> **Problem to solve**
In the entries below, find each line with the word "components" and pull it out.

> **Input records**
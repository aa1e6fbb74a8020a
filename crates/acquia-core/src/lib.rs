//! Recipe resolution and pull/push prompt flows for Acquia apps
//!
//! # Recipe
//!
//! [`recipe::resolve`] turns a user's recipe options into the services,
//! tooling and proxy routes the orchestrator runs. The pieces it is built
//! from are usable on their own:
//!
//! - [`files`]: config template selection and pruning
//! - [`services`]: appserver and database definitions
//! - [`tooling`]: baseline and database tooling
//! - [`drush`]: composer or phar drush installs
//! - [`proxy`]: proxy routes and the drush site URL
//!
//! # Pull and push
//!
//! [`tasks`] builds the `pull`/`push` tooling entries, [`flow`] walks their
//! prompts, and [`environments::EnvironmentResolver`] fetches and caches the
//! environment choices from the remote directory.

pub mod acli;
pub mod auth;
pub mod credentials;
pub mod drush;
pub mod environments;
pub mod error;
pub mod files;
pub mod flow;
pub mod landofile;
pub mod options;
pub mod prompt;
pub mod proxy;
pub mod recipe;
pub mod services;
pub mod tasks;
pub mod tooling;

pub use environments::{
    Credentials, Direction, EnvironmentDirectory, EnvironmentResolver, ResolverState,
};
pub use error::{Error, Result};
pub use flow::{FlowContext, Prompter, collect_answers, default_flow};
pub use landofile::Landofile;
pub use options::{
    AcquiaSettings, AppContext, AppMeta, DrushRequest, ProxyPorts, RecipeOptions,
};
pub use prompt::Answers;
pub use recipe::{RecipeKind, ResolvedRecipe, resolve};
pub use tasks::{TaskCredentials, pull_task, push_task};
//! `pull` and `push` tooling definitions

use crate::Result;
use crate::auth::auth_options;
use crate::environments::{Direction, NONE};
use acquia_meta::{
    AcquiaKey, ChoiceSource, PromptCondition, PromptDefault, PromptKind, PromptSpec,
    ToolingDefinition, ToolingOption, layer,
};
use std::collections::BTreeMap;

/// Credentials and identity known when the recipe is built
#[derive(Debug, Clone, Default, PartialEq, Eq)]
pub struct TaskCredentials {
    pub key: Option<String>,
    pub secret: Option<String>,
    /// Account label shown instead of the key
    pub account: Option<String>,
    pub app_uuid: Option<String>,
}

struct TaskText {
    description: &'static str,
    cmd: &'static str,
    key_message: &'static str,
    /// (option, alias, weight, option description, prompt message)
    components: [(&'static str, &'static str, u32, &'static str, &'static str); 3],
}

const PULL: TaskText = TaskText {
    description: "Pull code, database and/or files from Acquia",
    cmd: "/helpers/acquia-pull.sh",
    key_message: "Choose an Acquia key",
    components: [
        ("code", "c", 200, "The environment from which to pull the code", "Pull code from?"),
        ("database", "d", 300, "The environment from which to pull the database", "Pull database from?"),
        ("files", "f", 400, "The environment from which to pull the files", "Pull files from?"),
    ],
};

const PUSH: TaskText = TaskText {
    description: "Push code, database and/or files to Acquia",
    cmd: "/helpers/acquia-push.sh",
    key_message: "Choose an Acquia API Client ID",
    components: [
        ("code", "c", 200, "The environment to which the local code will be pushed", "Push code to?"),
        ("database", "d", 300, "The environment to which the local database will be pushed", "Push database to?"),
        ("files", "f", 400, "The environment to which local files will be pushed", "Push files to?"),
    ],
};

fn component_default(direction: Direction, component: &str) -> PromptDefault {
    match (direction, component) {
        (Direction::Push, "database" | "files") => PromptDefault::Literal(NONE.to_string()),
        _ => PromptDefault::BestEnvironment,
    }
}

/// The task before credential options are layered on.
fn base_task(direction: Direction) -> ToolingDefinition {
    let text = match direction {
        Direction::Pull => &PULL,
        Direction::Push => &PUSH,
    };

    let mut options = BTreeMap::new();
    options.insert(
        "key".to_string(),
        ToolingOption {
            description: Some("An Acquia API Client ID".to_string()),
            passthrough: true,
            string: true,
            ..Default::default()
        }
        .with_prompt(
            PromptSpec::new(PromptKind::List, text.key_message)
                .with_choices(ChoiceSource::Static(Vec::new()))
                .when(PromptCondition::Never)
                .weight(100),
        ),
    );
    options.insert(
        "secret".to_string(),
        ToolingOption {
            description: Some("An Acquia API Client Secret".to_string()),
            passthrough: true,
            password: true,
            ..Default::default()
        },
    );

    for (name, alias, weight, description, message) in text.components {
        let prompt = PromptSpec::new(PromptKind::List, message)
            .with_choices(ChoiceSource::RemoteEnvironments)
            .with_default(component_default(direction, name))
            .weight(weight);
        options.insert(
            name.to_string(),
            ToolingOption::described(description)
                .passthrough()
                .with_alias(alias)
                .with_prompt(prompt),
        );
    }

    ToolingDefinition {
        service: Some("appserver".to_string()),
        description: Some(text.description.to_string()),
        cmd: Some(text.cmd.to_string()),
        level: Some("app".to_string()),
        stdio: vec!["inherit".into(), "pipe".into(), "pipe".into()],
        env: BTreeMap::from([("LANDO_DB_USER_TABLE".to_string(), "users".to_string())]),
        options,
        ..Default::default()
    }
}

/// Build the task for a direction with credential options layered on.
pub fn build_task(
    direction: Direction,
    credentials: &TaskCredentials,
    keys: &[AcquiaKey],
) -> Result<ToolingDefinition> {
    let mut task = base_task(direction);
    let auth = auth_options(
        credentials.key.as_deref(),
        credentials.secret.as_deref(),
        credentials.account.as_deref(),
        keys,
    );
    task.options = layer("task options", &task.options, &auth)?;
    Ok(task)
}

pub fn pull_task(credentials: &TaskCredentials, keys: &[AcquiaKey]) -> Result<ToolingDefinition> {
    build_task(Direction::Pull, credentials, keys)
}

pub fn push_task(credentials: &TaskCredentials, keys: &[AcquiaKey]) -> Result<ToolingDefinition> {
    build_task(Direction::Push, credentials, keys)
}

#[cfg(test)]
mod tests {
    use super::*;
    use acquia_meta::Choice;
    use pretty_assertions::assert_eq;

    fn saved() -> Vec<AcquiaKey> {
        vec![AcquiaKey {
            label: "Work".into(),
            key: "k1".into(),
            secret: "s1".into(),
            uuid: "u1".into(),
        }]
    }

    #[test]
    fn test_pull_task_shape() {
        let task = pull_task(&TaskCredentials::default(), &[]).unwrap();

        assert_eq!(task.cmd.as_deref(), Some("/helpers/acquia-pull.sh"));
        assert_eq!(task.level.as_deref(), Some("app"));
        assert_eq!(task.stdio, vec!["inherit", "pipe", "pipe"]);
        assert_eq!(task.env["LANDO_DB_USER_TABLE"], "users");
        assert_eq!(task.options["database"].alias, vec!["d"]);

        let files = task.options["files"].interactive.as_ref().unwrap();
        assert_eq!(files.message.as_deref(), Some("Pull files from?"));
        assert_eq!(files.default, Some(PromptDefault::BestEnvironment));
        assert_eq!(files.weight, Some(400));
    }

    #[test]
    fn test_push_defaults() {
        let task = push_task(&TaskCredentials::default(), &[]).unwrap();

        let default = |name: &str| task.options[name].interactive.as_ref().unwrap().default.clone();
        assert_eq!(default("code"), Some(PromptDefault::BestEnvironment));
        assert_eq!(default("database"), Some(PromptDefault::Literal("none".into())));
        assert_eq!(default("files"), Some(PromptDefault::Literal("none".into())));
    }

    #[test]
    fn test_saved_keys_fill_chooser() {
        let task = pull_task(&TaskCredentials::default(), &saved()).unwrap();

        let key = task.options["key"].interactive.as_ref().unwrap();
        assert_eq!(key.message.as_deref(), Some("Choose an Acquia key"));
        assert_eq!(key.when, PromptCondition::HasSavedKeys);
        assert_eq!(
            key.choices,
            ChoiceSource::Static(vec![
                Choice::new("Work", "k1:s1"),
                Choice::new("add or refresh a key", "more"),
            ])
        );
        assert!(task.options["key"].passthrough);
        assert!(task.options.contains_key("key-entry"));
    }

    #[test]
    fn test_known_credentials_never_prompt_for_key() {
        let credentials = TaskCredentials {
            key: Some("k".into()),
            secret: Some("s".into()),
            account: Some("me@example.com".into()),
            app_uuid: None,
        };
        let task = push_task(&credentials, &saved()).unwrap();

        let key = &task.options["key"];
        assert_eq!(key.interactive.as_ref().unwrap().when, PromptCondition::Never);
        assert_eq!(key.default_description.as_deref(), Some("me@example.com"));
        assert!(task.options["secret"].interactive.is_none());
        assert!(!task.options.contains_key("key-entry"));
    }
}
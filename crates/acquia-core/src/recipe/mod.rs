//! Recipe resolution
//!
//! A recipe is a fixed pipeline of transforms over one [`RecipeOptions`]
//! tree. Option defaults are layered first (base defaults, then the Acquia
//! defaults for [`RecipeKind::Acquia`], then the user's options), the Acquia
//! transforms run next, and the base pipeline finishes the tree:
//!
//! drush → legacy environment → default files → services → tooling → proxy → drush URI

pub mod acquia;
pub mod base;

use crate::landofile::Landofile;
use crate::options::{AppContext, RecipeOptions};
use crate::tooling::Tooling;
use crate::{Error, Result};
use acquia_meta::{ServiceDefinition, Warning, defaults, layer, merge_layers};
use serde::{Deserialize, Serialize};
use serde_json::Value;
use std::collections::BTreeMap;

pub type Files = BTreeMap<String, String>;

#[derive(Debug, Clone, Copy, PartialEq, Eq, Serialize, Deserialize)]
#[serde(rename_all = "kebab-case")]
pub enum RecipeKind {
    /// Appserver, database and tooling only
    #[serde(alias = "_acquia-base")]
    AcquiaBase,
    /// Base plus Acquia CLI, cache, inbox and pull/push
    Acquia,
}

impl RecipeKind {
    pub fn from_name(name: &str) -> Option<Self> {
        match name {
            "acquia" => Some(Self::Acquia),
            "acquia-base" | "_acquia-base" => Some(Self::AcquiaBase),
            _ => None,
        }
    }

    pub fn name(self) -> &'static str {
        match self {
            Self::AcquiaBase => "acquia-base",
            Self::Acquia => "acquia",
        }
    }

    /// Layered option defaults for this recipe.
    pub fn defaults(self) -> Value {
        match self {
            Self::AcquiaBase => defaults::base_recipe(),
            Self::Acquia => merge_layers([defaults::base_recipe(), defaults::acquia_recipe()]),
        }
    }
}

/// What the recipe hands to the orchestrator
#[derive(Debug, Clone, Default, PartialEq, Serialize, Deserialize)]
pub struct ResolvedRecipe {
    pub services: BTreeMap<String, ServiceDefinition>,
    pub tooling: Tooling,
    pub proxy: BTreeMap<String, Vec<String>>,
    pub default_files: Files,
    #[serde(default, skip_serializing_if = "Vec::is_empty")]
    pub env_file: Vec<String>,
    pub webroot: String,
    #[serde(default, skip_serializing_if = "Vec::is_empty")]
    pub warnings: Vec<Warning>,
}

impl ResolvedRecipe {
    fn from_options(options: RecipeOptions, warnings: Vec<Warning>) -> Self {
        Self {
            services: options.services,
            tooling: options.tooling,
            proxy: options.proxy,
            default_files: options.default_files,
            env_file: options.env_file,
            webroot: options.webroot,
            warnings,
        }
    }

    /// Layer the app's own top-level `services`, `tooling` and `proxy` over
    /// the recipe output.
    pub fn with_landofile(mut self, landofile: &Landofile) -> Result<Self> {
        self.services = layer("services", &self.services, &landofile.services)?;
        self.tooling = layer("tooling", &self.tooling, &landofile.tooling)?;
        self.proxy
            .extend(landofile.proxy.iter().map(|(k, v)| (k.clone(), v.clone())));
        Ok(self)
    }
}

fn files_of(value: Option<&Value>) -> Result<Files> {
    match value {
        Some(value) => serde_json::from_value(value.clone()).map_err(Error::InvalidOptions),
        None => Ok(Files::new()),
    }
}

/// Resolve a recipe from the user's options.
///
/// `user` is the recipe's `config` block as written by the user, already
/// stripped of the Acquia settings (see [`crate::AcquiaSettings::extract`]).
pub fn resolve(kind: RecipeKind, user: Value, ctx: &AppContext) -> Result<ResolvedRecipe> {
    let defaults = kind.defaults();
    let registry_files = files_of(defaults.get("default_files"))?;
    let caller_files = files_of(user.get("default_files"))?;

    let merged = merge_layers([defaults, user]);
    let mut options: RecipeOptions =
        serde_json::from_value(merged).map_err(Error::InvalidOptions)?;

    if options.app.is_empty() {
        options.app = ctx.name.clone();
    }
    if options.recipe.is_empty() {
        options.recipe = kind.name().to_string();
    }
    if options.conf_dest.is_none() {
        options.conf_dest = ctx.conf_dest.as_ref().map(|dir| dir.as_str().to_string());
    }

    tracing::debug!(recipe = kind.name(), app = %options.app, "Resolving recipe");

    if kind == RecipeKind::Acquia {
        acquia::prepare(&mut options, ctx)?;
    }
    let warnings = base::build(&mut options, ctx, &registry_files, &caller_files)?;

    for warning in &warnings {
        tracing::warn!(title = %warning.title, "Recipe warning");
    }

    Ok(ResolvedRecipe::from_options(options, warnings))
}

> **Written response**
    components: [(&'static str, &'static str, u32, &'static str, &'static str); 3],
    components: [
    components: [
    for (name, alias, weight, description, message) in text.components {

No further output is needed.